Supplied material Start Marker
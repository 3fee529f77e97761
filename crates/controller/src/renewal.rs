//! Renewal decision for stored certificates.

use chrono::{DateTime, Duration, Utc};
use tracing::{debug, warn};

use crate::codec;
use crate::store::Secret;

/// Default renewal window in days
pub const DEFAULT_RENEW_BEFORE_DAYS: u32 = 30;

/// Decides whether a stored certificate is due for renewal
#[derive(Debug, Clone, Copy, PartialEq, Eq)]
pub struct RenewalPolicy {
    window: Duration,
}

impl RenewalPolicy {
    pub fn new(window: Duration) -> Self {
        Self { window }
    }

    pub fn from_days(days: u32) -> Self {
        Self::new(Duration::days(i64::from(days)))
    }

    pub fn window(&self) -> Duration {
        self.window
    }

    pub fn must_renew(&self, secret: &Secret) -> bool {
        self.must_renew_at(secret, Utc::now())
    }

    /// True when the record cannot be decoded or its certificate expires
    /// within the window measured from `now`.
    pub fn must_renew_at(&self, secret: &Secret, now: DateTime<Utc>) -> bool {
        match codec::decode(secret) {
            Ok(cert) => {
                let due = cert.not_after <= now + self.window;
                debug!(
                    key = %secret.key(),
                    not_after = %cert.not_after,
                    due,
                    "Checked certificate expiry"
                );
                due
            }
            Err(e) => {
                warn!(key = %secret.key(), error = %e, "Unreadable certificate, renewing");
                true
            }
        }
    }
}

impl Default for RenewalPolicy {
    fn default() -> Self {
        Self::from_days(DEFAULT_RENEW_BEFORE_DAYS)
    }
}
Supplied material End Marker
What you need to do. From the opening line of the data above through the line that contains "pub struct RenewalPolicy", please print each line as it stands and only those lines.

Answer to the problem.
repository 3fee529f77e97761
filename crates/controller/src/renewal.rs
//! Renewal decision for stored certificates.

use chrono::{DateTime, Duration, Utc};
use tracing::{debug, warn};

use crate::codec;
use crate::store::Secret;

/// Default renewal window in days
pub const DEFAULT_RENEW_BEFORE_DAYS: u32 = 30;

/// Decides whether a stored certificate is due for renewal
#[derive(Debug, Clone, Copy, PartialEq, Eq)]
pub struct RenewalPolicy {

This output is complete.